Family theory has been found to be important in family nursing for it centers on psychoanalysis through oral interaction between family members when dealing with problems on making decisions (Poster, 1980, p. 92). This theory is also used to study children who are labeled as mentally retarded. It allows nurses to understand and analyze the linguistic operations of a child’s family as he demonstrates his/her attitudes through the spoken language, the child’s problems, whether there is Electra/ Oedipus complex, and even health symptoms (Poster, 1980, p. 93).
In addition, it provides FPNs effective approaches in dealing with health problems, issues, and adversities of the family members. FPNs also help families promote of improve spirituality within the family in order to encourage the practice of values, as well as to enhance their lifestyle, flexibility, resources, cooperation, ability to solve problems, and close family ties through open communication even in the midst of adversities or illnesses.

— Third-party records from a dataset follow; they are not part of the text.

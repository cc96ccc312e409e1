//! Compiler configuration.
//!
//! Settings that describe the host engine and the emitted text, loaded from an
//! INI file. Every value has a safe default so the compiler can run without a
//! configuration file.
//!
//! # Configuration File Format
//!
//! ```ini
//! [host]
//! tick_rate = 60
//!
//! [emit]
//! indent_width = 4
//! offset = 0
//! ```
//!
//! The tick rate is fixed per compilation: durations are converted to frame
//! deltas once, when logic is generated, never while it runs.

use configparser::ini::Ini;
use log::info;
use std::path::PathBuf;

use crate::error::ConfigError;

/// Default safe values for startup
const DEFAULT_TICK_RATE: f64 = 60.0;
const DEFAULT_INDENT_WIDTH: usize = 4;
const DEFAULT_OFFSET: usize = 0;
const DEFAULT_CONFIG_PATH: &str = "./scenelogic.ini";

/// Compiler configuration passed explicitly into [`compile`](crate::driver::compile).
#[derive(Debug, Clone)]
pub struct CompilerConfig {
    /// Host ticks per second.
    pub tick_rate: f64,
    /// Spaces per indentation level in rendered fragments.
    pub indent_width: usize,
    /// Base indentation level of every rendered fragment.
    pub offset: usize,
    /// Path to the configuration file.
    pub config_path: PathBuf,
}

impl Default for CompilerConfig {
    fn default() -> Self {
        Self::new()
    }
}

impl CompilerConfig {
    /// Create a new configuration with safe default values.
    pub fn new() -> Self {
        Self {
            tick_rate: DEFAULT_TICK_RATE,
            indent_width: DEFAULT_INDENT_WIDTH,
            offset: DEFAULT_OFFSET,
            config_path: PathBuf::from(DEFAULT_CONFIG_PATH),
        }
    }

    /// Create a new configuration with a custom config file path.
    pub fn with_path(path: impl Into<PathBuf>) -> Self {
        Self {
            config_path: path.into(),
            ..Self::new()
        }
    }

    /// Builder-style tick rate override.
    pub fn with_tick_rate(mut self, tick_rate: f64) -> Self {
        self.tick_rate = tick_rate;
        self
    }

    /// Load configuration from the INI file.
    ///
    /// Missing values retain their current (default) values.
    /// Returns an error if the file cannot be read or parsed.
    pub fn load_from_file(&mut self) -> Result<(), String> {
        let mut config = Ini::new();
        config
            .load(&self.config_path)
            .map_err(|e| format!("Failed to load config file: {}", e))?;

        // [host] section
        if let Some(rate) = config.getfloat("host", "tick_rate").ok().flatten() {
            self.tick_rate = rate;
        }

        // [emit] section
        if let Some(width) = config.getuint("emit", "indent_width").ok().flatten() {
            self.indent_width = width as usize;
        }
        if let Some(offset) = config.getuint("emit", "offset").ok().flatten() {
            self.offset = offset as usize;
        }

        info!(
            "Loaded config: tick_rate={}, indent_width={}, offset={}",
            self.tick_rate, self.indent_width, self.offset
        );

        Ok(())
    }

    /// Save configuration to the INI file.
    ///
    /// Creates the file if it doesn't exist.
    pub fn save_to_file(&self) -> Result<(), String> {
        let mut config = Ini::new();

        // [host] section
        config.set("host", "tick_rate", Some(self.tick_rate.to_string()));

        // [emit] section
        config.set("emit", "indent_width", Some(self.indent_width.to_string()));
        config.set("emit", "offset", Some(self.offset.to_string()));

        config
            .write(&self.config_path)
            .map_err(|e| format!("Failed to save config file: {}", e))?;

        info!("Saved config to {:?}", self.config_path);

        Ok(())
    }

    /// Check that the settings describe a usable host.
    pub fn validate(&self) -> Result<(), ConfigError> {
        if !self.tick_rate.is_finite() || self.tick_rate <= 0.0 {
            return Err(ConfigError::InvalidTickRate(self.tick_rate));
        }
        Ok(())
    }

    /// Number of whole ticks an action of `duration` seconds runs for.
    pub fn ticks_for(&self, duration: f64) -> u64 {
        ticks(duration, self.tick_rate)
    }
}

/// Relative distance below which `duration * tick_rate` counts as a whole
/// number of ticks.
const TICK_TOLERANCE: f64 = 1e-9;

/// `duration * tick_rate`, snapped to the nearest integer when the product
/// only misses it by rounding (`1.1 * 50` is `55.00000000000001`).
pub fn tick_span(duration: f64, tick_rate: f64) -> f64 {
    let exact = duration * tick_rate;
    let nearest = exact.round();
    if (exact - nearest).abs() <= TICK_TOLERANCE * nearest.abs().max(1.0) {
        nearest
    } else {
        exact
    }
}

/// `ceil(duration * tick_rate)`: the frames a timed action stays active.
pub fn ticks(duration: f64, tick_rate: f64) -> u64 {
    tick_span(duration, tick_rate).ceil() as u64
}

#[cfg(test)]
mod tests {
    use super::*;

    fn temp_path(name: &str) -> PathBuf {
        std::env::temp_dir().join(format!("scenelogic_{}_{}.ini", name, std::process::id()))
    }

    #[test]
    fn test_defaults() {
        let cfg = CompilerConfig::new();
        assert_eq!(cfg.tick_rate, 60.0);
        assert_eq!(cfg.indent_width, 4);
        assert_eq!(cfg.offset, 0);
        assert!(cfg.validate().is_ok());
    }

    #[test]
    fn test_invalid_tick_rate() {
        assert!(CompilerConfig::new().with_tick_rate(0.0).validate().is_err());
        assert!(CompilerConfig::new().with_tick_rate(-30.0).validate().is_err());
        assert!(CompilerConfig::new().with_tick_rate(f64::NAN).validate().is_err());
    }

    #[test]
    fn test_ticks_for_rounds_up() {
        let cfg = CompilerConfig::new().with_tick_rate(50.0);
        assert_eq!(cfg.ticks_for(1.0), 50);
        assert_eq!(cfg.ticks_for(0.011), 1);
        assert_eq!(cfg.ticks_for(0.0), 0);
    }

    #[test]
    fn test_ticks_ignore_rounding_noise() {
        assert_eq!(ticks(1.1, 50.0), 55);
        assert_eq!(ticks(0.7, 90.0), 63);
        assert_eq!(ticks(0.3, 30.0), 9);
        assert_eq!(tick_span(1.1, 50.0), 55.0);
        // a real fraction still rounds up
        assert_eq!(ticks(1.01, 50.0), 51);
        assert_eq!(tick_span(0.25, 30.0), 7.5);
    }

    #[test]
    fn test_save_then_load() {
        let path = temp_path("roundtrip");
        let mut cfg = CompilerConfig::with_path(&path);
        cfg.tick_rate = 50.0;
        cfg.indent_width = 2;
        cfg.offset = 1;
        cfg.save_to_file().unwrap();

        let mut loaded = CompilerConfig::with_path(&path);
        loaded.load_from_file().unwrap();
        assert_eq!(loaded.tick_rate, 50.0);
        assert_eq!(loaded.indent_width, 2);
        assert_eq!(loaded.offset, 1);
        let _ = std::fs::remove_file(&path);
    }

    #[test]
    fn test_load_missing_file_keeps_defaults() {
        let mut cfg = CompilerConfig::with_path(temp_path("missing_does_not_exist"));
        assert!(cfg.load_from_file().is_err());
        assert_eq!(cfg.tick_rate, 60.0);
    }
}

Family theory views FNPs as agents of change, providers of quality health care, resource providers, and facilitators in assisting the family to manage their strengths in producing good and desirable outcomes. Family systems theory Wright and Leahey (1984, p. 152) introduced the application of family systems theory to nursing practice, which serve as the framework in describing the evolution of the incestuous family.
Accordingly, this theory asserts that intrafamilial abuse results from various aspects of a dysfunctional system within the family such as blurred boundaries, enmeshment, ambiguous role relationships, faulty alliances, patriarchal structure, and isolation. Therefore, nursing interventions using this approach can be useful in overcoming some if not all of the related problems (Whyte, 1997, p. 155). Systems theory is also useful in pediatric psychology more than in chronic physical disorders (Roberts, & Wallander, 1992, p.11).
Family process theory Quality care and intensive care depend on family involvement. Therefore, it is important that nurses should have appropriate education and adequate knowledge and understanding of family processes in nursing intervention to prevent risks (Whyte, 1997, p. 148). Pediatric psychology recognizes family as an important context in practice and research. Family processes are used in psychological adjustment of the child and family and in interventions of physical disorders (Roberts & Wallander, 1992, p. 5).
Family Stress Theory Like Family Adjustment and Adaptation Response (FAAR) models, family stress theory plays significant role in pediatric psychology when problems are viewed in terms of stress. Nurses can incorporate family systems when attempting to maintain balanced functioning by meeting, decreasing, or changing the meaning of the demands of family members and using their capabilities to overcome problems of solve issues (Roberts & Wallander, 1992, p. 12). Role theory
Role theory conceptualizes family members and considers their behavior with the interaction within the family to overcome problems like the impact of illness on family functioning, roles or greater responsibilities at home, gender roles, or decisions. This theory helps family nurse practitioners to identify the problems that affect family roles and their appropriate interventions or measures in order help the family members balance their time, understand the nature of their problems and do something to overcome or prevent them from becoming worse (Roberts & Wallander, 1992, p. 13).